= Vladislav Krasnov =

Russian and American scholar and writer (born 1937)

Vladislav Krasnov (Владислав Георгиевич Краснов, Vladislav Georgievich Krasnov; born February 24, 1937) is a Russian and American scholar and writer. While his scholarly works were published with his name spelled as Vladislav Krasnov, his social and political commentary appears under the name W. George Krasnow.

==Biography==
Vladislav Krasnov was born in Perm in 1937. In 1960 he graduated from Moscow State University with a degree in history and anthropology, and obtained a position with the Swedish service of Radio Moscow. On October 26, 1962, while on a trip to Sweden, he requested political asylum from the Swedish authorities, thus becoming, in the eyes of Soviet authorities, a defector.
For several years he studied and lectured in Swedish universities, and in 1966 moved to the United States.

During his US academic career, Vladislav Krasnov obtained a Master's degree in Slavic languages and a Ph.D. in Russian literature from University of Washington (1974). He taught and conducted research at University of Texas, Austin, Southern Methodist University, Monterey Institute of International Studies, and Hoover Institution at Stanford University. He also was a visiting researcher at Sapporo University in Japan.

==The defector study==
In 1985, Vladislav Krasnov published a book which, according to Peter Reddaway, became the first scholarly study of the phenomenon of "defection" from the Soviet Union. The work summarized several years of research he conducted at Hoover institution using a variety of sources. The most important source for his work was the document he nicknamed "The KGB Wanted List": an internal KGB publication containing a list of some 600 defectors then at large, summarizing the information the Soviet authorities had on each person‘s background, circumstances of their defection, their then-current whereabouts and activities, as well as the information about any in absentia sentences they may have received. The publication had been leaked to the émigré magazine Posev, an organ of the National Alliance of Russian Solidarists. The leaked KGB files were supplemented by a number of other sources, such as records of interviews with a number of defectors conducted by US officials in the 1950s, and materials gleaned from the media.
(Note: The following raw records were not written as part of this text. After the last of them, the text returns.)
use std::{
  collections::VecDeque,
  fmt::{Debug, Formatter},
};

use super::{subject_core::Subject, subject_subscription::SubjectSubscription};
use crate::{
  observable::Observable,
  observer::Observer,
  rc::MutRc,
  signal::AbortSignal,
};

/// A subject that records values and replays them to late subscribers.
///
/// At most `capacity` values are kept, oldest evicted first. A late
/// subscriber receives the retained values in order, then the terminal
/// notification if the subject has stopped.
///
/// ```rust
/// use std::{cell::RefCell, rc::Rc};
///
/// use rxsubject::prelude::*;
///
/// let subject = ReplaySubject::<i32, ()>::new(2);
/// subject.clone().next(1);
/// subject.clone().next(2);
/// subject.clone().next(3);
///
/// let seen = Rc::new(RefCell::new(vec![]));
/// let c_seen = seen.clone();
/// subject.clone().subscribe(move |v| c_seen.borrow_mut().push(v));
/// assert_eq!(*seen.borrow(), vec![2, 3]);
/// ```
pub struct ReplaySubject<'a, Item, Err> {
  subject: Subject<'a, Item, Err>,
  history: MutRc<VecDeque<Item>>,
  capacity: Option<usize>,
}

impl<'a, Item, Err> ReplaySubject<'a, Item, Err> {
  /// Replay at most `capacity` values. A capacity of zero replays only the
  /// terminal notification.
  pub fn new(capacity: usize) -> Self { Self::with_capacity(Some(capacity)) }

  /// Replay every value ever received.
  pub fn unbounded() -> Self { Self::with_capacity(None) }

  fn with_capacity(capacity: Option<usize>) -> Self {
    Self { subject: Subject::new(), history: MutRc::own(VecDeque::new()), capacity }
  }

  #[inline]
  pub fn capacity(&self) -> Option<usize> { self.capacity }

  /// Number of values a new subscriber would receive.
  pub fn buffered(&self) -> usize { self.history.rc_deref().len() }

  #[inline]
  pub fn signal(&self) -> &AbortSignal { self.subject.signal() }

  #[inline]
  pub fn is_stopped(&self) -> bool { self.subject.is_stopped() }

  pub fn is_completed(&self) -> bool { self.subject.is_completed() }

  pub fn is_errored(&self) -> bool { self.subject.is_errored() }

  pub fn subscriber_count(&self) -> usize { self.subject.subscriber_count() }
}

impl<'a, Item: Clone, Err> ReplaySubject<'a, Item, Err> {
  fn record(&self, value: &Item) {
    if self.capacity == Some(0) {
      return;
    }
    let mut history = self.history.rc_deref_mut();
    if Some(history.len()) == self.capacity {
      history.pop_front();
    }
    history.push_back(value.clone());
  }
}

impl<'a, Item, Err> Clone for ReplaySubject<'a, Item, Err> {
  fn clone(&self) -> Self {
    Self { subject: self.subject.clone(), history: self.history.clone(), capacity: self.capacity }
  }
}

impl<'a, Item, Err> Debug for ReplaySubject<'a, Item, Err> {
  fn fmt(&self, f: &mut Formatter<'_>) -> std::fmt::Result {
    f.debug_struct("ReplaySubject")
      .field("capacity", &self.capacity)
      .field("buffered", &self.buffered())
      .field("subscribers", &self.subscriber_count())
      .field("stopped", &self.is_stopped())
      .finish()
  }
}

impl<'a, Item: Clone, Err: Clone> Observer<Item, Err> for ReplaySubject<'a, Item, Err> {
  fn next(&mut self, value: Item) {
    if self.subject.is_stopped() {
      return;
    }
    self.record(&value);
    self.subject.broadcast_value(value);
  }

  fn error(self, err: Err) { self.subject.error(err) }

  fn complete(self) { self.subject.complete() }

  fn is_closed(&self) -> bool { self.subject.is_stopped() }
}

impl<'a, Item: Clone, Err: Clone> Observable<'a, Item, Err> for ReplaySubject<'a, Item, Err> {
  type Unsub = SubjectSubscription<'a, Item, Err>;

  fn actual_subscribe<O>(self, mut observer: O) -> Self::Unsub
  where
    O: Observer<Item, Err> + 'a,
  {
    let replay: Vec<Item> = self.history.rc_deref().iter().cloned().collect();
    for value in replay {
      if observer.is_closed() {
        break;
      }
      observer.next(value);
    }
    self.subject.register(observer)
  }
}
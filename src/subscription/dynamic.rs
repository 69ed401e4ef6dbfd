use smallvec::SmallVec;

/// A container for managing multiple items with ID-based tracking.
///
/// Items keep their insertion order, which is the order subjects deliver
/// notifications in. `SmallVec<[_; 2]>` avoids a heap allocation for the
/// common case of 0-2 items.
///
/// # Examples
///
/// ```rust
/// use rxsubject::subscription::DynamicSubscriptions;
///
/// let mut subs: DynamicSubscriptions<&str> = DynamicSubscriptions::default();
///
/// let id1 = subs.reserve_id();
/// subs.insert(id1, "first");
/// let id2 = subs.reserve_id();
/// subs.insert(id2, "second");
/// assert_eq!(subs.iter().count(), 2);
///
/// assert_eq!(subs.remove(id1), Some("first"));
/// assert_eq!(subs.iter().copied().collect::<Vec<_>>(), vec!["second"]);
/// ```
pub struct DynamicSubscriptions<U> {
  next_id: usize,
  items: SmallVec<[(usize, U); 2]>,
}

impl<U> Default for DynamicSubscriptions<U> {
  fn default() -> Self { Self { next_id: 0, items: SmallVec::new() } }
}

impl<U> DynamicSubscriptions<U> {
  /// Reserve the next ID without adding an item.
  ///
  /// Use this with `insert()` when the item needs to know its own ID.
  #[inline]
  pub fn reserve_id(&mut self) -> usize {
    let id = self.next_id;
    self.next_id += 1;
    id
  }

  /// Insert an item with a pre-reserved ID.
  #[inline]
  pub fn insert(&mut self, id: usize, item: U) { self.items.push((id, item)); }

  /// Remove an item by ID.
  pub fn remove(&mut self, id: usize) -> Option<U> {
    self.items.iter().position(|(i, _)| *i == id).map(|pos| self.items.remove(pos).1)
  }

  /// Drain all items.
  #[inline]
  pub fn drain(&mut self) -> impl Iterator<Item = U> + '_ {
    self.items.drain(..).map(|(_, item)| item)
  }

  /// Iterate over all items.
  #[inline]
  pub fn iter(&self) -> impl Iterator<Item = &U> { self.items.iter().map(|(_, item)| item) }
}
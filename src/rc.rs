//! Reference-counted mutable cells.
//!
//! Every subject handle, subscription and signal in this crate shares its
//! state through a [`MutRc`]. Access is single-threaded; a failed
//! [`MutRc::try_rc_deref_mut`] means the cell is already borrowed further up
//! the call stack, which is how re-entrant delivery is detected.

use std::{
  cell::{Ref, RefCell, RefMut},
  fmt::{Debug, Formatter},
  rc::Rc,
};

pub struct MutRc<T>(Rc<RefCell<T>>);

impl<T> MutRc<T> {
  pub fn own(t: T) -> Self { Self(Rc::new(RefCell::new(t))) }

  #[inline]
  pub fn rc_deref(&self) -> Ref<'_, T> { self.0.borrow() }

  #[inline]
  pub fn rc_deref_mut(&self) -> RefMut<'_, T> { self.0.borrow_mut() }

  /// Borrow mutably unless the cell is already borrowed.
  #[inline]
  pub fn try_rc_deref_mut(&self) -> Option<RefMut<'_, T>> { self.0.try_borrow_mut().ok() }
}

impl<T> Clone for MutRc<T> {
  #[inline]
  fn clone(&self) -> Self { Self(self.0.clone()) }
}

impl<T: Default> Default for MutRc<T> {
  fn default() -> Self { Self::own(T::default()) }
}

impl<T: Debug> Debug for MutRc<T> {
  fn fmt(&self, f: &mut Formatter<'_>) -> std::fmt::Result {
    match self.0.try_borrow() {
      Ok(inner) => f.debug_tuple("MutRc").field(&*inner).finish(),
      Err(_) => f.write_str("MutRc(<borrowed>)"),
    }
  }
}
The collected materials allowed Krasnov to conduct a detailed statistical analysis of the phenomenon of defection throughout the four post-World War II decades.

In his work Vladislav Krasnov also analyzed the attitudes of the American authorities (or the authorities of US allies) toward defectors, or potential defectors. He decried the not too uncommon actions of the US authorities choosing to discourage, or sometimes forcibly expel Soviet sailors, deserters, diplomats, etc. who wanted to "choose freedom". While the cause célèbre of the 1970s was the Simonas Kudirka affair, Krasnov publicized a number of other violations of the non-refoulement principle; as he noted, the authorities too often were guided by the motives of diplomatic expedience or immediate benefits to the US intelligence rather than by humanitarian principles or ideals of freedom. As an example, he contrasted the star treatment of Lt. Viktor Belenko, who flew a valuable MiG-25 fighter to Japan with that of First Lt. Valentin Zosimov, who flew to Iran in an An-2 "crop duster", and was promptly deported back to the USSR and a long prison sentence.